§ TASK:
The entries below contain a stretch that opens with the line containing "return to_index(index);" and closes with the line containing "for index in"; set down that stretch exactly, both ends included, and nothing else.
DATASET Block Start
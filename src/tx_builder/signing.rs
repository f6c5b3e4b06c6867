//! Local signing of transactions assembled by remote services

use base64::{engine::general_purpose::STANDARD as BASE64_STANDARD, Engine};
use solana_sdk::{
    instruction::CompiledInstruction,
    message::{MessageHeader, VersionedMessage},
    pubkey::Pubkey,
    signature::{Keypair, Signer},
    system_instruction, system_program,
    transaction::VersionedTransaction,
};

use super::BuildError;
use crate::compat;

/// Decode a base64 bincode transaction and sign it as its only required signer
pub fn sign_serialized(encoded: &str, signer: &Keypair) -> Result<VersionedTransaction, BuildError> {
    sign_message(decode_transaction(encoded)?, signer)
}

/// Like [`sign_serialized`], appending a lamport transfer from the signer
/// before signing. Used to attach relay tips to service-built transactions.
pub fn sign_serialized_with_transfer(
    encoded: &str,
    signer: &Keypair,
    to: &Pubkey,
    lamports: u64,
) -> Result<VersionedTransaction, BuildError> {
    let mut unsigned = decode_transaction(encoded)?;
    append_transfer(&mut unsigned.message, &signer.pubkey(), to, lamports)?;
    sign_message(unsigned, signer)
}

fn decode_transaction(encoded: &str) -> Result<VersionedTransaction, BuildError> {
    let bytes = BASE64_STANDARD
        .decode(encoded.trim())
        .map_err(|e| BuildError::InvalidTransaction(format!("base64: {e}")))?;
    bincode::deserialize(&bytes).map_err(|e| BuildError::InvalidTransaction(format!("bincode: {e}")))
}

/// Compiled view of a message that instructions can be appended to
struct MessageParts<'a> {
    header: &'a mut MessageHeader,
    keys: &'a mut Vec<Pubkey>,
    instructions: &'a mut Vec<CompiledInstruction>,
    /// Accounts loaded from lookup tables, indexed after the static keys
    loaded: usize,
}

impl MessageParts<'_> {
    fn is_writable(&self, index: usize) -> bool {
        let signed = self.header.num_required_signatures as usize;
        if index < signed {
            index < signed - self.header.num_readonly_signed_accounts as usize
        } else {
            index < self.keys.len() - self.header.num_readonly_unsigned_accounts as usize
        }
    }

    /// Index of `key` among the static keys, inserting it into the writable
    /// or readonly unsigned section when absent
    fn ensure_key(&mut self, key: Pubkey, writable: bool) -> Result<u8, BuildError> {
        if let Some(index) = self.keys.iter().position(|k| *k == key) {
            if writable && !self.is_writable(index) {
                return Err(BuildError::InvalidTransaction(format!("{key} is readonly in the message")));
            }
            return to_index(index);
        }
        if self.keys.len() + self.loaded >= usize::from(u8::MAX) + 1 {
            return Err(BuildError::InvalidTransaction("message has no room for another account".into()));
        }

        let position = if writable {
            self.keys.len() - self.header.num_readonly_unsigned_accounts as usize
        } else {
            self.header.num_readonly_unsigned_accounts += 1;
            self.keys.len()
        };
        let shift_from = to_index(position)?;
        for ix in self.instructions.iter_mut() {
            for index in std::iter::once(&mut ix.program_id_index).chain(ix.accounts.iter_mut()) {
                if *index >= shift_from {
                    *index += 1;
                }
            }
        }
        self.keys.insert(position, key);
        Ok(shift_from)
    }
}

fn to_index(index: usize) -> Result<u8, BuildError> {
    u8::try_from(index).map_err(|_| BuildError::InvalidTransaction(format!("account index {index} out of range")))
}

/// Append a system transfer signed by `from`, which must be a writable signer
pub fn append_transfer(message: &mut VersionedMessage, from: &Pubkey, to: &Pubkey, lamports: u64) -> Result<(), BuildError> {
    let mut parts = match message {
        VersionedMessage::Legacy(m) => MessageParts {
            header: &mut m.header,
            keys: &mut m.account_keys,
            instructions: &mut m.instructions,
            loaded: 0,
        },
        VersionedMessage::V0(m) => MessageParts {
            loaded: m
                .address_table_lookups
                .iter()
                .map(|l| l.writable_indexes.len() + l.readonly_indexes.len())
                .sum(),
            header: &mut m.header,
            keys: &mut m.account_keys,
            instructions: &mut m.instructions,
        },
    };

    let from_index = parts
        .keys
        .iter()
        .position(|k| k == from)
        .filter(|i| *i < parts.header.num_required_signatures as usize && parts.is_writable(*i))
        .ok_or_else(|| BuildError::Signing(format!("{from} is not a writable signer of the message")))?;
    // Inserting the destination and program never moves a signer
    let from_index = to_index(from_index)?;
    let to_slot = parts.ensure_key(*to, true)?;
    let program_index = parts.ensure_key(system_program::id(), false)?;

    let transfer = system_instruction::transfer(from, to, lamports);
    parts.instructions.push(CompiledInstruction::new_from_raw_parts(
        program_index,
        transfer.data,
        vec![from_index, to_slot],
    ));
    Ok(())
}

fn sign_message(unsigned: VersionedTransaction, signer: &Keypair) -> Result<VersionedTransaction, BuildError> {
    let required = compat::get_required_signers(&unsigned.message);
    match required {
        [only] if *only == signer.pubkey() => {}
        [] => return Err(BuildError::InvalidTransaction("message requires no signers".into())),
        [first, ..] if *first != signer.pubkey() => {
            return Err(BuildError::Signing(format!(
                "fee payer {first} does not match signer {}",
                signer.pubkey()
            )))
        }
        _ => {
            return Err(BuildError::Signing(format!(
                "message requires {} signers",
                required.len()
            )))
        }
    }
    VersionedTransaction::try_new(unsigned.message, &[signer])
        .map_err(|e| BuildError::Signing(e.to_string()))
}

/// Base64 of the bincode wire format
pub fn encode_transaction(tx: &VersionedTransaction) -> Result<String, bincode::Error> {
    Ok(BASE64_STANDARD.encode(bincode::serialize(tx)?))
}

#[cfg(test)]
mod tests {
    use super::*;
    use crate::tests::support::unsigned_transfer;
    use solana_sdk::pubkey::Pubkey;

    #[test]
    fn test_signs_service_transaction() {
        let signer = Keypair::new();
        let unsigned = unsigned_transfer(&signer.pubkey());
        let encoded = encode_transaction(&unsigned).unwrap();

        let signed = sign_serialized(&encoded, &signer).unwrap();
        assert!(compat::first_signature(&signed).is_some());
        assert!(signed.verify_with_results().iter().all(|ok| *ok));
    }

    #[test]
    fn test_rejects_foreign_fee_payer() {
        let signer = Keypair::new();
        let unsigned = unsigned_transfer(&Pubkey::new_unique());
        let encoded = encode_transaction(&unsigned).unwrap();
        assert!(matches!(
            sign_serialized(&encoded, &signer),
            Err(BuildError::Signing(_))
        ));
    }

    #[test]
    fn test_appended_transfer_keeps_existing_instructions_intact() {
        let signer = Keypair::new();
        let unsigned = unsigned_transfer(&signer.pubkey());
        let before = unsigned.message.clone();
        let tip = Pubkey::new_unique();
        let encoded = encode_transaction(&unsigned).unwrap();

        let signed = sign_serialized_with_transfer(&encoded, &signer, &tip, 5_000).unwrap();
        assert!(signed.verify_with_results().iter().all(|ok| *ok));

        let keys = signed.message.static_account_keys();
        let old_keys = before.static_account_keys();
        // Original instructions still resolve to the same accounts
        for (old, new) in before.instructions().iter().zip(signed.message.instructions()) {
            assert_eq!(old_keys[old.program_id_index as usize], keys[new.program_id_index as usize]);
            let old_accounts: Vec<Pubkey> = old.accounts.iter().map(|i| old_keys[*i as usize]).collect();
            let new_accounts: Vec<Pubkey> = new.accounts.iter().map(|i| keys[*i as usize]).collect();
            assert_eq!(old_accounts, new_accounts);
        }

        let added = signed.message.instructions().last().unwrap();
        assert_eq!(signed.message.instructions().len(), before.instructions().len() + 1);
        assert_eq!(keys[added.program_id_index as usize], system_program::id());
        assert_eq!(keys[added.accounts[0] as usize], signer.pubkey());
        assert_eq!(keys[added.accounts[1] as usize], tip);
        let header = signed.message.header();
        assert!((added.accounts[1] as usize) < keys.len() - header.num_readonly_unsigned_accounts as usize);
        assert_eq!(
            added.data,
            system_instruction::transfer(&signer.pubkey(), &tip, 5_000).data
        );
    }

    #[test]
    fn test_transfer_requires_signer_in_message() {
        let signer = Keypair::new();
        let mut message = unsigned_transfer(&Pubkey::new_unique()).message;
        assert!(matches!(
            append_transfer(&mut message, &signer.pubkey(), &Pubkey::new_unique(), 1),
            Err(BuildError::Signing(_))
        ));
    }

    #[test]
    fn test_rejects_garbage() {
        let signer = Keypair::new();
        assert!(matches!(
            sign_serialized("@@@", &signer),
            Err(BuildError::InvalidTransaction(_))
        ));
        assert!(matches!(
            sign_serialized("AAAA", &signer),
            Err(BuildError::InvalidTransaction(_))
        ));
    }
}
DATASET Block End
§ EXERCISE OUTPUT:
            return to_index(index);
        }
        if self.keys.len() + self.loaded >= usize::from(u8::MAX) + 1 {
            return Err(BuildError::InvalidTransaction("message has no room for another account".into()));
        }

        let position = if writable {
            self.keys.len() - self.header.num_readonly_unsigned_accounts as usize
        } else {
            self.header.num_readonly_unsigned_accounts += 1;
            self.keys.len()
        };
        let shift_from = to_index(position)?;
        for ix in self.instructions.iter_mut() {
            for index in std::iter::once(&mut ix.program_id_index).chain(ix.accounts.iter_mut()) {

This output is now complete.